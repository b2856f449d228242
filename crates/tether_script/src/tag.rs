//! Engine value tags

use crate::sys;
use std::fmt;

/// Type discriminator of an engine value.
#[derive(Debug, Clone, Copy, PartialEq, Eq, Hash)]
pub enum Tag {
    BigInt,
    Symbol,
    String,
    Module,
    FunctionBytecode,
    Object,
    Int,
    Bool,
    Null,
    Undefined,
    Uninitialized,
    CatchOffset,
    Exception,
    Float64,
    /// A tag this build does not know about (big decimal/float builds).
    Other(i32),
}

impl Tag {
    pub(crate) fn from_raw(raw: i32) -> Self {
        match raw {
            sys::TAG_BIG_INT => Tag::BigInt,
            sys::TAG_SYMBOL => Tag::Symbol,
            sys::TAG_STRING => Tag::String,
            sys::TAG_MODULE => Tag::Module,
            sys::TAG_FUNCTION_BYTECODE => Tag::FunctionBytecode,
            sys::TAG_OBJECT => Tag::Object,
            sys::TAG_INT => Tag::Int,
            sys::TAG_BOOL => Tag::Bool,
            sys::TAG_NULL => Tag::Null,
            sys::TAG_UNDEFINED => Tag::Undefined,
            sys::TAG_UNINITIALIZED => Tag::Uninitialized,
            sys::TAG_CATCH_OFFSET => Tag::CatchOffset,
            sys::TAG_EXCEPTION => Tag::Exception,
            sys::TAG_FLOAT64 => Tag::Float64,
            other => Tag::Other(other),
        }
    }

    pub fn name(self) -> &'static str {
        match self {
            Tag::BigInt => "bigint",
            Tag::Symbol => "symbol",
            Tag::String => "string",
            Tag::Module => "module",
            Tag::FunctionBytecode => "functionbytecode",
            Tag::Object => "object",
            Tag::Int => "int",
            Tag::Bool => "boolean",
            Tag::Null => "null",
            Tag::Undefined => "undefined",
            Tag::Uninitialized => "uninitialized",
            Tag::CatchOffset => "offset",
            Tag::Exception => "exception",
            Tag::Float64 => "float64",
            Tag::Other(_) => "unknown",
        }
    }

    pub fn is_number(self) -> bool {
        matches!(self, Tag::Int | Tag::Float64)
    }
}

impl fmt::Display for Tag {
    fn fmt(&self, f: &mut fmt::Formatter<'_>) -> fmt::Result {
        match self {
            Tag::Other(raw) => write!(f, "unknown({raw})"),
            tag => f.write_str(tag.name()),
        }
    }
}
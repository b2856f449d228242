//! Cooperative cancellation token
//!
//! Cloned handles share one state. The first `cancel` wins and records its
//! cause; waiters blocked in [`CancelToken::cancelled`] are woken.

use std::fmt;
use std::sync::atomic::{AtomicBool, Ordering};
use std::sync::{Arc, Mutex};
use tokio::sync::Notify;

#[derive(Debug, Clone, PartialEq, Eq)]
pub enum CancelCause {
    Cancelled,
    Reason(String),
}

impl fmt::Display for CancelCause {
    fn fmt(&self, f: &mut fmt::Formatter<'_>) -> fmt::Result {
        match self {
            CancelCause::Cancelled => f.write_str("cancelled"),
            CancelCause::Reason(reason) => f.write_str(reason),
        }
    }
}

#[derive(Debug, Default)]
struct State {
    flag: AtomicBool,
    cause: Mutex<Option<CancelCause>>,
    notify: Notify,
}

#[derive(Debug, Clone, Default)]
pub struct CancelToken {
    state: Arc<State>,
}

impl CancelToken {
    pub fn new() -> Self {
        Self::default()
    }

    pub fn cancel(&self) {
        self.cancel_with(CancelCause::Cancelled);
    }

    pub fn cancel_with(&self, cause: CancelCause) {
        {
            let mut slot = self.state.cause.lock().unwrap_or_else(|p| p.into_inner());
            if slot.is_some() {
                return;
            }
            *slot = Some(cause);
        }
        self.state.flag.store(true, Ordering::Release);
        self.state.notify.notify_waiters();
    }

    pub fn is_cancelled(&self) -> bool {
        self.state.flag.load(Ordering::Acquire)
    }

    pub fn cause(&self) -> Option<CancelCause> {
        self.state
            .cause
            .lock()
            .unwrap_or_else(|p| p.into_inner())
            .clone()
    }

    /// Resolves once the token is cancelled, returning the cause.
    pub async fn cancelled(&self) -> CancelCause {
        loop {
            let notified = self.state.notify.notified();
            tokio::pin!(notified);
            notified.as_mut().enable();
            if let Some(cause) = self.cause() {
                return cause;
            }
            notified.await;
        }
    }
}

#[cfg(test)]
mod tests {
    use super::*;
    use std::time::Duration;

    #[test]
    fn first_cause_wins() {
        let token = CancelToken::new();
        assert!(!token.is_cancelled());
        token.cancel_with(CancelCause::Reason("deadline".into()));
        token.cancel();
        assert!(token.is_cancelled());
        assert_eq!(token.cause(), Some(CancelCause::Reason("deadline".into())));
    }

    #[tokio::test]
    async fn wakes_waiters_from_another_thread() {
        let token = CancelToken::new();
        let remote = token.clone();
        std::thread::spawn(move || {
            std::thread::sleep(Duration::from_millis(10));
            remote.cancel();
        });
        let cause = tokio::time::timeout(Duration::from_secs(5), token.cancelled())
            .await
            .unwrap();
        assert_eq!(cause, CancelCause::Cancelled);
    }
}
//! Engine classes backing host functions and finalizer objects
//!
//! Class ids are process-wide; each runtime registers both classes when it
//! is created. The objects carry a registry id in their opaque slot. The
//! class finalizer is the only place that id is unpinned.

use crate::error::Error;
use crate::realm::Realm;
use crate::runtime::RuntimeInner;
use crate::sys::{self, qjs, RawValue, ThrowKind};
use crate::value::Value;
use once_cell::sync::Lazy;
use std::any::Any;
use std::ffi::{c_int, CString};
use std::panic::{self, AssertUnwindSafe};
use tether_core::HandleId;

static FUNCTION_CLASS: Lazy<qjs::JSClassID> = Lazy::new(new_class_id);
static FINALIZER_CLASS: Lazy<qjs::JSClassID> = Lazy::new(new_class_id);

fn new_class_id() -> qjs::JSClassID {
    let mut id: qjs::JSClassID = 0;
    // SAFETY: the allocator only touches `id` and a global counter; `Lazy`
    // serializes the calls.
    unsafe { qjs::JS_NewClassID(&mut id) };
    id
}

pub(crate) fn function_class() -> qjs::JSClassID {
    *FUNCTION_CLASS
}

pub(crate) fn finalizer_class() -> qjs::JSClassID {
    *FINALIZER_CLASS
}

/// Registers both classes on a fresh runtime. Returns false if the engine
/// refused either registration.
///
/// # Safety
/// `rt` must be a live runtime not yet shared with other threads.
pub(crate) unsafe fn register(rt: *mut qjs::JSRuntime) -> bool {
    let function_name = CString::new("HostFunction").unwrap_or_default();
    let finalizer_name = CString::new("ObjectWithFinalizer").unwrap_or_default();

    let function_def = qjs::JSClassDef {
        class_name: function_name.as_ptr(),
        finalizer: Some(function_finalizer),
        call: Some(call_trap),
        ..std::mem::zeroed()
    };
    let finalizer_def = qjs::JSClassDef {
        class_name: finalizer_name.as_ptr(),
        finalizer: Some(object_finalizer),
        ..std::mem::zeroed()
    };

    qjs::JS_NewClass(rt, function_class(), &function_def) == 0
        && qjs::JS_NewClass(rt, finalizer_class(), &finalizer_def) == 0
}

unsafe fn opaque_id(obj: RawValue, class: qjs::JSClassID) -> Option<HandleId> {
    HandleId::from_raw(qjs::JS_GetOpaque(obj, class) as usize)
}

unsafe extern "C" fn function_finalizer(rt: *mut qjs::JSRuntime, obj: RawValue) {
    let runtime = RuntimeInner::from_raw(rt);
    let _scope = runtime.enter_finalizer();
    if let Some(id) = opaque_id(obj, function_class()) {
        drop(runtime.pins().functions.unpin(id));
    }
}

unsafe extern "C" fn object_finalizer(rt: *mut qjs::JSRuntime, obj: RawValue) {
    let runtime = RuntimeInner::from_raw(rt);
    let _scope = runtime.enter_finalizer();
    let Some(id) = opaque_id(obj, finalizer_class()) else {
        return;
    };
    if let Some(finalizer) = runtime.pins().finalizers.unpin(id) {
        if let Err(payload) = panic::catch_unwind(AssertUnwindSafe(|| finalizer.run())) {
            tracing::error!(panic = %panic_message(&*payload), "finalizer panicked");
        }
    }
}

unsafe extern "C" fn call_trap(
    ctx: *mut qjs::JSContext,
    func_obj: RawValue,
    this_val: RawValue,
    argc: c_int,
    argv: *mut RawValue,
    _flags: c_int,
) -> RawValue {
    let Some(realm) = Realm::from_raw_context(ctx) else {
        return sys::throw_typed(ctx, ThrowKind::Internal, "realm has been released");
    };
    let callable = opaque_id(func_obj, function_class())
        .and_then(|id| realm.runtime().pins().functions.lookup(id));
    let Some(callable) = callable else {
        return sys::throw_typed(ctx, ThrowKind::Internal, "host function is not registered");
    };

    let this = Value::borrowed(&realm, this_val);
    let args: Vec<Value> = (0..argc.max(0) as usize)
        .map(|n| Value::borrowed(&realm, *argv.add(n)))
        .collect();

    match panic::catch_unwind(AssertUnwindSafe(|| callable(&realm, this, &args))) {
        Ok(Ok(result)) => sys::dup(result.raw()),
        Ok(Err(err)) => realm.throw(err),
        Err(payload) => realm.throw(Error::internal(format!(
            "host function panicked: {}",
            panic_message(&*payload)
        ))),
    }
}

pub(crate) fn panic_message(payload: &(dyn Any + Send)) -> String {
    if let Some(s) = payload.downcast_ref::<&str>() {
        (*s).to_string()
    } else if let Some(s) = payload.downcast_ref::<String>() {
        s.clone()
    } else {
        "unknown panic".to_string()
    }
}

**Exercise prompt**
The required answer is the run of lines above, starting at the line with "with other threads." and ending at the line with "let callable = opaque_id(func_obj, function_class())", reproduced exactly with both ends.

**Output**
/// `rt` must be a live runtime not yet shared with other threads.
pub(crate) unsafe fn register(rt: *mut qjs::JSRuntime) -> bool {
    let function_name = CString::new("HostFunction").unwrap_or_default();
    let finalizer_name = CString::new("ObjectWithFinalizer").unwrap_or_default();

    let function_def = qjs::JSClassDef {
        class_name: function_name.as_ptr(),
        finalizer: Some(function_finalizer),
        call: Some(call_trap),
        ..std::mem::zeroed()
    };
    let finalizer_def = qjs::JSClassDef {
        class_name: finalizer_name.as_ptr(),
        finalizer: Some(object_finalizer),
        ..std::mem::zeroed()
    };

    qjs::JS_NewClass(rt, function_class(), &function_def) == 0
        && qjs::JS_NewClass(rt, finalizer_class(), &finalizer_def) == 0
}

unsafe fn opaque_id(obj: RawValue, class: qjs::JSClassID) -> Option<HandleId> {
    HandleId::from_raw(qjs::JS_GetOpaque(obj, class) as usize)
}

unsafe extern "C" fn function_finalizer(rt: *mut qjs::JSRuntime, obj: RawValue) {
    let runtime = RuntimeInner::from_raw(rt);
    let _scope = runtime.enter_finalizer();
    if let Some(id) = opaque_id(obj, function_class()) {
        drop(runtime.pins().functions.unpin(id));
    }
}

unsafe extern "C" fn object_finalizer(rt: *mut qjs::JSRuntime, obj: RawValue) {
    let runtime = RuntimeInner::from_raw(rt);
    let _scope = runtime.enter_finalizer();
    let Some(id) = opaque_id(obj, finalizer_class()) else {
        return;
    };
    if let Some(finalizer) = runtime.pins().finalizers.unpin(id) {
        if let Err(payload) = panic::catch_unwind(AssertUnwindSafe(|| finalizer.run())) {
            tracing::error!(panic = %panic_message(&*payload), "finalizer panicked");
        }
    }
}

unsafe extern "C" fn call_trap(
    ctx: *mut qjs::JSContext,
    func_obj: RawValue,
    this_val: RawValue,
    argc: c_int,
    argv: *mut RawValue,
    _flags: c_int,
) -> RawValue {
    let Some(realm) = Realm::from_raw_context(ctx) else {
        return sys::throw_typed(ctx, ThrowKind::Internal, "realm has been released");
    };
    let callable = opaque_id(func_obj, function_class())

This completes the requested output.